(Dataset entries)
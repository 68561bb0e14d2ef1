//! Reader construction.

use std::sync::Arc;
use std::time::Duration;

use tokio_util::sync::CancellationToken;

use crate::backend::{BackendFactory, ObjectBackend};
use crate::error::{Error, Result};
use crate::io::{CachePolicy, CachedReader, RangeReader};
use crate::object::ObjectHandle;
use crate::region::ClientMode;

/// Configures a [`RangeReader`] or a [`CachedReader`].
///
/// Exactly one of [`client`](Self::client) and [`factory`](Self::factory)
/// must be set. A fixed client serves every request; a factory builds the
/// default client from its base options and can build clients for other
/// regions when a request is redirected.
pub struct ReaderBuilder {
    bucket: String,
    key: String,
    size: Option<i64>,
    client: Option<Arc<dyn ObjectBackend>>,
    factory: Option<Arc<dyn BackendFactory>>,
    timeout: Option<Duration>,
    cancel: Option<CancellationToken>,
}

impl ReaderBuilder {
    pub fn new(bucket: impl Into<String>, key: impl Into<String>) -> Self {
        Self {
            bucket: bucket.into(),
            key: key.into(),
            size: None,
            client: None,
            factory: None,
            timeout: None,
            cancel: None,
        }
    }

    /// Use a single fixed client. Region redirects are surfaced as errors.
    pub fn client(mut self, client: Arc<dyn ObjectBackend>) -> Self {
        self.client = Some(client);
        self
    }

    /// Build clients on demand, following region redirects.
    pub fn factory(mut self, factory: Arc<dyn BackendFactory>) -> Self {
        self.factory = Some(factory);
        self
    }

    /// Size of the object, when already known. Skips the metadata request.
    pub fn size(mut self, size: i64) -> Self {
        self.size = Some(size);
        self
    }

    /// Upper bound on every backend call and body read.
    pub fn timeout(mut self, timeout: Duration) -> Self {
        self.timeout = Some(timeout);
        self
    }

    /// Abort in-flight requests once `token` is cancelled.
    pub fn cancellation(mut self, token: CancellationToken) -> Self {
        self.cancel = Some(token);
        self
    }

    pub fn build(self) -> Result<RangeReader> {
        if self.bucket.is_empty() {
            return Err(Error::Configuration("bucket is required".to_string()));
        }
        if self.key.is_empty() {
            return Err(Error::Configuration("object key is required".to_string()));
        }

        let size = match self.size {
            Some(size) if size < 0 => {
                return Err(Error::Configuration(format!(
                    "provided size is invalid: {size}"
                )));
            }
            Some(size) => Some(size as u64),
            None => None,
        };

        if self.timeout == Some(Duration::ZERO) {
            return Err(Error::Configuration("timeout must be positive".to_string()));
        }

        let mode = match (self.client, self.factory) {
            (Some(client), None) => ClientMode::Fixed(client),
            (None, Some(factory)) => {
                let default = factory.base_client().map_err(|e| {
                    Error::Configuration(format!("cannot build storage client: {e}"))
                })?;
                ClientMode::Regional { default, factory }
            }
            (None, None) => {
                return Err(Error::Configuration(
                    "a storage client or a client factory is required".to_string(),
                ));
            }
            (Some(_), Some(_)) => {
                return Err(Error::Configuration(
                    "a storage client and a client factory are mutually exclusive".to_string(),
                ));
            }
        };

        Ok(RangeReader::from_parts(
            ObjectHandle::new(self.bucket, self.key, size),
            mode,
            self.timeout,
            self.cancel,
        ))
    }

    /// Build a reader that keeps the last fetched range in memory.
    pub fn build_cached(self, policy: CachePolicy) -> Result<CachedReader> {
        Ok(CachedReader::new(self.build()?, policy))
    }
}
use std::future::Future;
use std::pin::Pin;
use std::sync::atomic::{AtomicU64, Ordering};
use std::time::Duration;

use async_trait::async_trait;
use tokio::io::{AsyncRead, AsyncReadExt};
use tokio_util::sync::CancellationToken;
use tracing::debug;

use super::{ByteRange, ReadAt, ReadOutcome};
use crate::config::ReaderBuilder;
use crate::error::{Error, Result};
use crate::object::ObjectHandle;
use crate::region::{ClientMode, RegionResolver};

/// Positional reader for a remote object, one range request per read.
///
/// The reader holds no per-read state, so it can be shared behind an `Arc`
/// and used from several tasks at once. Only the object size and the
/// region-bound client are cached, and both are set at most once.
pub struct RangeReader {
    handle: ObjectHandle,
    regions: RegionResolver,
    timeout: Option<Duration>,
    cancel: Option<CancellationToken>,
    range_requests: AtomicU64,
    transferred_bytes: AtomicU64,
}

impl RangeReader {
    /// Start configuring a reader for `bucket/key`.
    pub fn builder(bucket: impl Into<String>, key: impl Into<String>) -> ReaderBuilder {
        ReaderBuilder::new(bucket, key)
    }

    pub(crate) fn from_parts(
        handle: ObjectHandle,
        mode: ClientMode,
        timeout: Option<Duration>,
        cancel: Option<CancellationToken>,
    ) -> Self {
        Self {
            handle,
            regions: RegionResolver::new(mode),
            timeout,
            cancel,
            range_requests: AtomicU64::new(0),
            transferred_bytes: AtomicU64::new(0),
        }
    }

    pub fn handle(&self) -> &ObjectHandle {
        &self.handle
    }

    /// Region the reader was rebound to after a region redirect.
    pub fn bound_region(&self) -> Option<String> {
        self.regions.bound_region()
    }

    /// Get number of range requests issued
    pub fn range_requests(&self) -> u64 {
        self.range_requests.load(Ordering::Relaxed)
    }

    /// Get total bytes transferred from network
    pub fn transferred_bytes(&self) -> u64 {
        self.transferred_bytes.load(Ordering::Relaxed)
    }

    /// Run `fut` unless the reader's cancellation token fires or its
    /// deadline passes first.
    async fn interruptible<F: Future>(&self, fut: F) -> Result<F::Output> {
        let bounded = async {
            match self.timeout {
                Some(timeout) => tokio::time::timeout(timeout, fut)
                    .await
                    .map_err(|_| Error::DeadlineExceeded),
                None => Ok(fut.await),
            }
        };

        match &self.cancel {
            Some(token) => tokio::select! {
                biased;
                _ = token.cancelled() => Err(Error::Cancelled),
                result = bounded => result,
            },
            None => bounded.await,
        }
    }

    async fn resolve_size(&self) -> Result<u64> {
        if let Some(size) = self.handle.cached_size() {
            return Ok(size);
        }

        debug!(object = %self.handle, "issuing metadata request");
        let (bucket, key) = (self.handle.bucket(), self.handle.key());
        let meta = self
            .interruptible(
                self.regions
                    .execute(|client| async move { client.head_object(bucket, key).await }),
            )
            .await?
            .map_err(|source| Error::Metadata {
                location: self.handle.to_string(),
                source,
            })?;

        let size = match meta.content_length {
            Some(len) => u64::try_from(len).map_err(|_| Error::InvalidMetadata {
                location: self.handle.to_string(),
                reason: format!("object size is invalid: {len}"),
            })?,
            None => {
                return Err(Error::InvalidMetadata {
                    location: self.handle.to_string(),
                    reason: "object size is missing".to_string(),
                });
            }
        };

        self.handle.record_size(size);
        debug!(object = %self.handle, size, "resolved object size");
        Ok(size)
    }

    /// Issue one range request for `range` and fill `buf`, which must be
    /// exactly `range.len()` bytes long.
    ///
    /// A body ending early is `EndOfData` when it matches the length the
    /// backend declared, and a transport error when it does not.
    pub(crate) async fn fetch(&self, range: ByteRange, buf: &mut [u8]) -> Result<ReadOutcome> {
        debug_assert_eq!(buf.len() as u64, range.len());

        debug!(object = %self.handle, range = %range.to_header(), "issuing range request");
        self.range_requests.fetch_add(1, Ordering::Relaxed);

        let (bucket, key) = (self.handle.bucket(), self.handle.key());
        let body = self
            .interruptible(
                self.regions
                    .execute(|client| async move { client.get_range(bucket, key, range).await }),
            )
            .await?
            .map_err(|source| Error::Fetch {
                location: self.handle.to_string(),
                range,
                source,
            })?;

        let declared = body.content_length;
        let filled = self
            .interruptible(read_full(body.stream, buf))
            .await?
            .map_err(|source| Error::Transport {
                location: self.handle.to_string(),
                range,
                source,
            })?;
        self.transferred_bytes
            .fetch_add(filled as u64, Ordering::Relaxed);

        if filled == buf.len() {
            return Ok(ReadOutcome::complete(filled));
        }
        match declared {
            Some(declared) if (filled as u64) < declared => Err(Error::Transport {
                location: self.handle.to_string(),
                range,
                source: std::io::Error::new(
                    std::io::ErrorKind::UnexpectedEof,
                    format!("body ended after {filled} of {declared} declared bytes"),
                ),
            }),
            _ => {
                debug!(object = %self.handle, filled, "range response ended early");
                Ok(ReadOutcome::end_of_data(filled))
            }
        }
    }
}

/// Read from `stream` until `buf` is full or the stream ends.
async fn read_full(
    mut stream: Pin<Box<dyn AsyncRead + Send>>,
    buf: &mut [u8],
) -> std::io::Result<usize> {
    let mut filled = 0;
    while filled < buf.len() {
        match stream.read(&mut buf[filled..]).await? {
            0 => break,
            n => filled += n,
        }
    }
    Ok(filled)
}

#[async_trait]
impl ReadAt for RangeReader {
    async fn read_at(&self, offset: u64, buf: &mut [u8]) -> Result<ReadOutcome> {
        let Some(requested) = ByteRange::from_offset(offset, buf.len() as u64) else {
            return Ok(ReadOutcome::complete(0));
        };

        let size = self.resolve_size().await?;
        let Some(range) = requested.clamp_to_size(size) else {
            debug!(object = %self.handle, offset, size, "read starts at or past the end");
            return Ok(ReadOutcome::end_of_data(0));
        };

        let outcome = self
            .fetch(range, &mut buf[..range.len() as usize])
            .await?;
        if range != requested {
            Ok(ReadOutcome::end_of_data(outcome.len))
        } else {
            Ok(outcome)
        }
    }

    async fn size(&self) -> Result<u64> {
        self.resolve_size().await
    }
}
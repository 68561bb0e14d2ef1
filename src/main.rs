//! Main entry point for the seek-s3 CLI application.
//!
//! Seeks into a remote object and copies bytes from there to standard
//! output, fetching only the requested range.

use std::sync::Arc;
use std::time::Duration;

use anyhow::{Context, Result};
use clap::Parser;
use tokio::io::AsyncWriteExt;
use tokio_util::sync::CancellationToken;
use tracing::debug;
use tracing_subscriber::EnvFilter;

use s3readat::{
    BackendFactory, CachePolicy, CachedReader, Cli, HttpBackendFactory, HttpOptions,
    ObjectLocation, ReadAt, ReaderBuilder, S3BackendFactory, SeekableReader, Whence,
};

#[tokio::main]
async fn main() -> Result<()> {
    if let Err(e) = run().await {
        eprintln!("Error: {e:#}");
        std::process::exit(1);
    }
    Ok(())
}

async fn run() -> Result<()> {
    let cli = Cli::parse();
    init_tracing(cli.debug);

    // Both the AWS SDK and reqwest pull in rustls; pick one provider.
    let _ = rustls::crypto::aws_lc_rs::default_provider().install_default();

    let location = cli.location()?;
    let whence = cli.seek_whence()?;
    let limit = cli.byte_limit()?;
    let chunk_size = cli.read_size()?;
    let timeout = cli.request_timeout()?;

    let reader = reader_builder(&cli, &location, timeout)
        .await?
        .cancellation(interrupt_token())
        .build()
        .context("Unable to create reader")?;

    if cli.readahead > 0 {
        let reader = CachedReader::new(reader, CachePolicy::with_readahead(cli.readahead));
        let mut cursor = SeekableReader::new(reader);
        let written = copy_to_stdout(&mut cursor, &cli, whence, limit, chunk_size).await?;
        report_transfer(&cli, written, cursor.get_ref().inner().transferred_bytes());
    } else {
        let mut cursor = SeekableReader::new(reader);
        let written = copy_to_stdout(&mut cursor, &cli, whence, limit, chunk_size).await?;
        report_transfer(&cli, written, cursor.get_ref().transferred_bytes());
    }

    Ok(())
}

fn init_tracing(debug: bool) {
    let filter = if debug {
        EnvFilter::new("s3readat=debug,seek_s3=debug")
    } else {
        EnvFilter::try_from_default_env().unwrap_or_else(|_| EnvFilter::new("warn"))
    };

    // stdout carries the object bytes.
    tracing_subscriber::fmt()
        .with_env_filter(filter)
        .with_writer(std::io::stderr)
        .init();
}

/// Token cancelled on Ctrl-C, aborting any request in flight.
fn interrupt_token() -> CancellationToken {
    let token = CancellationToken::new();
    let on_signal = token.clone();
    tokio::spawn(async move {
        if tokio::signal::ctrl_c().await.is_ok() {
            debug!("interrupted");
            on_signal.cancel();
        }
    });
    token
}

/// Configure a reader for `location` from the command-line options.
async fn reader_builder(
    cli: &Cli,
    location: &ObjectLocation,
    timeout: Option<Duration>,
) -> Result<ReaderBuilder> {
    let factory: Arc<dyn BackendFactory> = match location {
        ObjectLocation::S3 { .. } => Arc::new(
            S3BackendFactory::from_env(cli.region.as_deref(), cli.endpoint.as_deref()).await,
        ),
        ObjectLocation::Http { endpoint, .. } => {
            let mut options = HttpOptions::new(endpoint.as_str());
            if let Some(template) = cli.regional_template(endpoint) {
                options = options.with_endpoint_template(template);
            }
            if let Some(timeout) = timeout {
                options = options.with_timeout(timeout);
            }
            Arc::new(HttpBackendFactory::new(options))
        }
    };

    let mut builder = ReaderBuilder::new(location.bucket(), location.key());
    builder = if cli.fixed_region {
        let client = factory
            .base_client()
            .context("Unable to create storage client")?;
        builder.client(client)
    } else {
        builder.factory(factory)
    };
    if let Some(size) = cli.size {
        builder = builder.size(size);
    }
    if let Some(timeout) = timeout {
        builder = builder.timeout(timeout);
    }
    Ok(builder)
}

/// Seek, then copy to stdout until end-of-data or the byte limit.
async fn copy_to_stdout<R: ReadAt>(
    cursor: &mut SeekableReader<R>,
    cli: &Cli,
    whence: Whence,
    limit: Option<u64>,
    chunk_size: usize,
) -> Result<u64> {
    let position = cursor
        .seek(cli.offset, whence)
        .await
        .context("Unable to seek object")?;
    debug!(position, ?limit, "copying to stdout");

    let mut stdout = tokio::io::stdout();
    let mut buf = vec![0u8; chunk_size];
    let mut remaining = limit;
    let mut written = 0u64;

    loop {
        let want = match remaining {
            Some(0) => break,
            Some(left) => left.min(buf.len() as u64) as usize,
            None => buf.len(),
        };

        let outcome = cursor
            .read(&mut buf[..want])
            .await
            .context("Failed to read object")?;
        stdout.write_all(&buf[..outcome.len]).await?;
        written += outcome.len as u64;
        if let Some(left) = remaining.as_mut() {
            *left -= outcome.len as u64;
        }

        if outcome.is_end_of_data() {
            break;
        }
    }

    stdout.flush().await?;
    Ok(written)
}

/// Display network transfer statistics in debug mode.
fn report_transfer(cli: &Cli, written: u64, transferred: u64) {
    if cli.debug {
        eprintln!("\nBytes written: {}", format_size(written));
        eprintln!("Total bytes transferred: {}", format_size(transferred));
    }
}

/// Format a byte size into a human-readable string.
///
/// # Examples
///
/// ```ignore
/// assert_eq!(format_size(500), "500 bytes");
/// assert_eq!(format_size(1536), "1.50 KB");
/// assert_eq!(format_size(1048576), "1.00 MB");
/// ```
fn format_size(size: u64) -> String {
    const KB: u64 = 1024;
    const MB: u64 = KB * 1024;
    const GB: u64 = MB * 1024;

    if size >= GB {
        format!("{:.2} GB", size as f64 / GB as f64)
    } else if size >= MB {
        format!("{:.2} MB", size as f64 / MB as f64)
    } else if size >= KB {
        format!("{:.2} KB", size as f64 / KB as f64)
    } else {
        format!("{} bytes", size)
    }
}
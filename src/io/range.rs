use std::fmt;

/// A closed interval `[first, last]` of absolute byte offsets.
///
/// Both bounds are inclusive and `first <= last` always holds, so a range
/// is never empty.
#[derive(Debug, Clone, Copy, PartialEq, Eq, Hash)]
pub struct ByteRange {
    first: u64,
    last: u64,
}

impl ByteRange {
    /// Create a range from inclusive bounds. Returns `None` if `first > last`.
    pub fn new(first: u64, last: u64) -> Option<Self> {
        (first <= last).then_some(Self { first, last })
    }

    /// The range covering `len` bytes starting at `offset`.
    ///
    /// Returns `None` for a zero length. The end saturates at `u64::MAX`.
    pub fn from_offset(offset: u64, len: u64) -> Option<Self> {
        if len == 0 {
            return None;
        }
        Some(Self {
            first: offset,
            last: offset.saturating_add(len - 1),
        })
    }

    pub fn first(&self) -> u64 {
        self.first
    }

    pub fn last(&self) -> u64 {
        self.last
    }

    /// Number of bytes covered by the range.
    pub fn len(&self) -> u64 {
        self.last - self.first + 1
    }

    /// A range always covers at least one byte.
    pub fn is_empty(&self) -> bool {
        false
    }

    /// Clamp the range so it ends at most at the last byte of an object of
    /// `size` bytes. Returns `None` when nothing of the range lies inside the
    /// object.
    pub fn clamp_to_size(self, size: u64) -> Option<Self> {
        if size == 0 || self.first >= size {
            return None;
        }
        Some(Self {
            first: self.first,
            last: self.last.min(size - 1),
        })
    }

    /// Whether `other` lies entirely inside this range.
    pub fn contains(&self, other: &ByteRange) -> bool {
        self.first <= other.first && other.last <= self.last
    }

    /// The value of the `Range` request header for this range.
    pub fn to_header(&self) -> String {
        format!("bytes={}-{}", self.first, self.last)
    }
}

impl fmt::Display for ByteRange {
    fn fmt(&self, f: &mut fmt::Formatter<'_>) -> fmt::Result {
        write!(f, "[{}, {}]", self.first, self.last)
    }
}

EXERCISE AIM: Find every line in the records that holds the word "bool", then state the count alone.

WRITTEN RESPONSE: 3